What you will do:
Number of lines below with "struct": work it out and reply with that number only.

Given data:
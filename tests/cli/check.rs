use anyhow::Result;
use insta_cmd::assert_cmd_snapshot;

use crate::CliTest;

#[test]
fn test_reports_markers() -> Result<()> {
    let test = CliTest::with_file(
        "src/app.ts",
        r#"export function load() {
  // TODO: handle errors
  return fetch("/api");
}
"#,
    )?;

    assert_cmd_snapshot!(test.check_command());

    Ok(())
}

#[test]
fn test_clean_project() -> Result<()> {
    let test = CliTest::with_file(
        "src/app.tsx",
        r#"// Renders the header.
export const Header = () => <h1>{/* title */}</h1>;
"#,
    )?;
    test.write_file("src/util.js", "// todos are tracked elsewhere\nexport {};\n")?;

    assert_cmd_snapshot!(test.check_command());

    Ok(())
}

#[test]
fn test_multiline_block_comment() -> Result<()> {
    let test = CliTest::with_file(
        "a.js",
        r#"/*
 * Parser entry.
 BUG: breaks on empty input
 FIXME: slow
 */
export {};
"#,
    )?;

    assert_cmd_snapshot!(test.check_command());

    Ok(())
}

#[test]
fn test_keyword_flag_overrides_defaults() -> Result<()> {
    let test = CliTest::with_file("a.ts", "// TODO: not reported\n// HACK: reported\nexport {};\n")?;

    assert_cmd_snapshot!(test.check_command().args(["--keyword", "HACK"]));

    Ok(())
}

#[test]
fn test_long_lines_are_truncated() -> Result<()> {
    let test = CliTest::with_file(
        "a.ts",
        "// TODO: rewrite this module once the new storage layer lands\nexport {};\n",
    )?;

    assert_cmd_snapshot!(test.check_command());

    Ok(())
}

#[test]
fn test_format_mode_from_config() -> Result<()> {
    let test = CliTest::with_file(
        ".todoxrc.json",
        r#"{
  "format": true,
  "formatRules": [
    { "keyword": "TODO", "regularExpression": "^TODO\\([a-z]+\\): " }
  ]
}"#,
    )?;
    test.write_file(
        "src/a.ts",
        "// TODO(ana): owned\n// TODO: unowned\n// FIXME: not covered by a rule\nexport {};\n",
    )?;

    assert_cmd_snapshot!(test.check_command());

    Ok(())
}

#[test]
fn test_invalid_format_rule_is_fatal() -> Result<()> {
    let test = CliTest::with_file(
        ".todoxrc.json",
        r#"{ "formatRules": [{ "keyword": "TODO", "regularExpression": "[" }] }"#,
    )?;
    test.write_file("a.ts", "// TODO: x\nexport {};\n")?;

    insta::with_settings!({filters => vec![
        (r"(?s)regex parse error:.*", "[REGEX ERROR]"),
    ]}, {
        assert_cmd_snapshot!(test.check_command().arg("--format"));
    });

    Ok(())
}

#[test]
fn test_parse_error_is_reported() -> Result<()> {
    let test = CliTest::with_file("bad.ts", "const a = {\n")?;
    test.write_file("good.ts", "// FIXME: later\nexport {};\n")?;

    insta::with_settings!({filters => vec![
        (r"error: \d+:\d+: .*  parse-error", "error: [PARSE ERROR]  parse-error"),
    ]}, {
        assert_cmd_snapshot!(test.check_command());
    });

    Ok(())
}

#[test]
fn test_ignores_and_node_modules() -> Result<()> {
    let test = CliTest::with_file(".todoxrc.json", r#"{ "ignores": ["**/generated/**"] }"#)?;
    test.write_file("node_modules/pkg/index.js", "// TODO: vendored\n")?;
    test.write_file("src/generated/api.ts", "// TODO: generated\nexport {};\n")?;
    test.write_file("src/main.ts", "export const x = 1;\n")?;

    assert_cmd_snapshot!(test.check_command());

    Ok(())
}

#[test]
fn test_path_argument() -> Result<()> {
    let test = CliTest::with_file("web/src/a.ts", "// BUG: off by one\nexport {};\n")?;

    assert_cmd_snapshot!(test.check_command().arg("web"));

    Ok(())
}

#[test]
fn test_no_command_prints_help() -> Result<()> {
    let test = CliTest::new()?;

    let output = test.command().output()?;

    assert_eq!(output.status.code(), Some(0));
    assert!(String::from_utf8(output.stdout)?.contains("Usage:"));

    Ok(())
}
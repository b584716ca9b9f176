//! Comment tokens as handed over by a front-end, and delimiter stripping.
//!
//! The scanner never looks at a syntax tree. A front-end (see
//! [`crate::core::parsers::source`]) turns a parsed file into
//! [`SourceComments`]: ordered groups of raw comment tokens, each tagged with an
//! opaque position handle that a [`PositionResolver`] can turn into a
//! [`Position`].

use std::fmt;

/// A resolved source location. `line` and `column` are 1-based.
#[derive(Debug, Clone, PartialEq, Eq, PartialOrd, Ord, Hash)]
pub struct Position {
    pub filename: String,
    pub line: usize,
    pub column: usize,
}

impl fmt::Display for Position {
    fn fmt(&self, f: &mut fmt::Formatter<'_>) -> fmt::Result {
        write!(f, "{}:{}:{}", self.filename, self.line, self.column)
    }
}

/// Maps a front-end's position handle to a [`Position`].
pub trait PositionResolver {
    type Handle: Copy;

    fn resolve_position(&self, handle: Self::Handle) -> Position;
}

/// A single `//...` or `/*...*/` comment, delimiters included.
#[derive(Debug, Clone, PartialEq, Eq)]
pub struct CommentToken<H> {
    pub text: String,
    pub pos: H,
}

impl<H> CommentToken<H> {
    pub fn new(text: impl Into<String>, pos: H) -> Self {
        Self {
            text: text.into(),
            pos,
        }
    }
}

/// A run of adjacent comment tokens.
#[derive(Debug, Clone, PartialEq, Eq)]
pub struct CommentGroup<H> {
    pub list: Vec<CommentToken<H>>,
}

/// All comments of one file, in file order.
#[derive(Debug, Clone, PartialEq, Eq)]
pub struct SourceComments<H> {
    pub groups: Vec<CommentGroup<H>>,
}

impl<H> Default for SourceComments<H> {
    fn default() -> Self {
        Self { groups: Vec::new() }
    }
}

impl<H> SourceComments<H> {
    /// Iterate every token of every group in file order.
    pub fn tokens(&self) -> impl Iterator<Item = &CommentToken<H>> {
        self.groups.iter().flat_map(|group| group.list.iter())
    }
}

/// Strip comment delimiters from a raw token.
///
/// Line comments lose `//` and at most one following space. Block comments lose
/// `/*` and `*/`; their interior, newlines included, is returned as is.
/// Text with no recognized delimiter is returned unchanged.
pub fn normalize(raw: &str) -> &str {
    if let Some(rest) = raw.strip_prefix("//") {
        return rest.strip_prefix(' ').unwrap_or(rest);
    }
    if let Some(rest) = raw.strip_prefix("/*") {
        return rest.strip_suffix("*/").unwrap_or(rest);
    }
    raw
}
use std::process::ExitCode;

use super::commands::CommandResult;

/// Exit status for CLI commands, following common conventions for linter tools.
///
/// - `Success` (0): Command completed successfully, no issues found
/// - `Failure` (1): Command completed but found issues (errors/warnings)
/// - `Error` (2): Command failed due to internal error (config error, invalid pattern, etc.)
#[derive(Copy, Clone, Debug, PartialEq, Eq)]
pub enum ExitStatus {
    /// Command completed successfully, no issues found.
    Success,
    /// Command completed but found issues (errors/warnings).
    Failure,
    /// Command failed due to internal error.
    Error,
}

impl From<ExitStatus> for ExitCode {
    fn from(status: ExitStatus) -> Self {
        match status {
            ExitStatus::Success => ExitCode::from(0),
            ExitStatus::Failure => ExitCode::from(1),
            ExitStatus::Error => ExitCode::from(2),
        }
    }
}

impl From<&CommandResult> for ExitStatus {
    fn from(result: &CommandResult) -> Self {
        if result.issues.is_empty() && result.error_count == 0 {
            ExitStatus::Success
        } else {
            ExitStatus::Failure
        }
    }
}

#[cfg(test)]
mod tests {
    use super::*;
    use crate::cli::commands::{CommandSummary, InitSummary};

    fn result(summary: CommandSummary, error_count: usize) -> CommandResult {
        CommandResult {
            summary,
            error_count,
            warning_count: 0,
            issues: Vec::new(),
            parse_error_count: 0,
            source_files_checked: 0,
        }
    }

    #[test]
    fn exit_code_values() {
        assert_eq!(ExitCode::from(ExitStatus::Success), ExitCode::from(0));
        assert_eq!(ExitCode::from(ExitStatus::Failure), ExitCode::from(1));
        assert_eq!(ExitCode::from(ExitStatus::Error), ExitCode::from(2));
    }

    #[test]
    fn status_from_result() {
        assert_eq!(
            ExitStatus::from(&result(CommandSummary::Check, 0)),
            ExitStatus::Success
        );
        assert_eq!(
            ExitStatus::from(&result(
                CommandSummary::Init(InitSummary { created: false }),
                1
            )),
            ExitStatus::Failure
        );
    }
}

Solution for this exercise:
4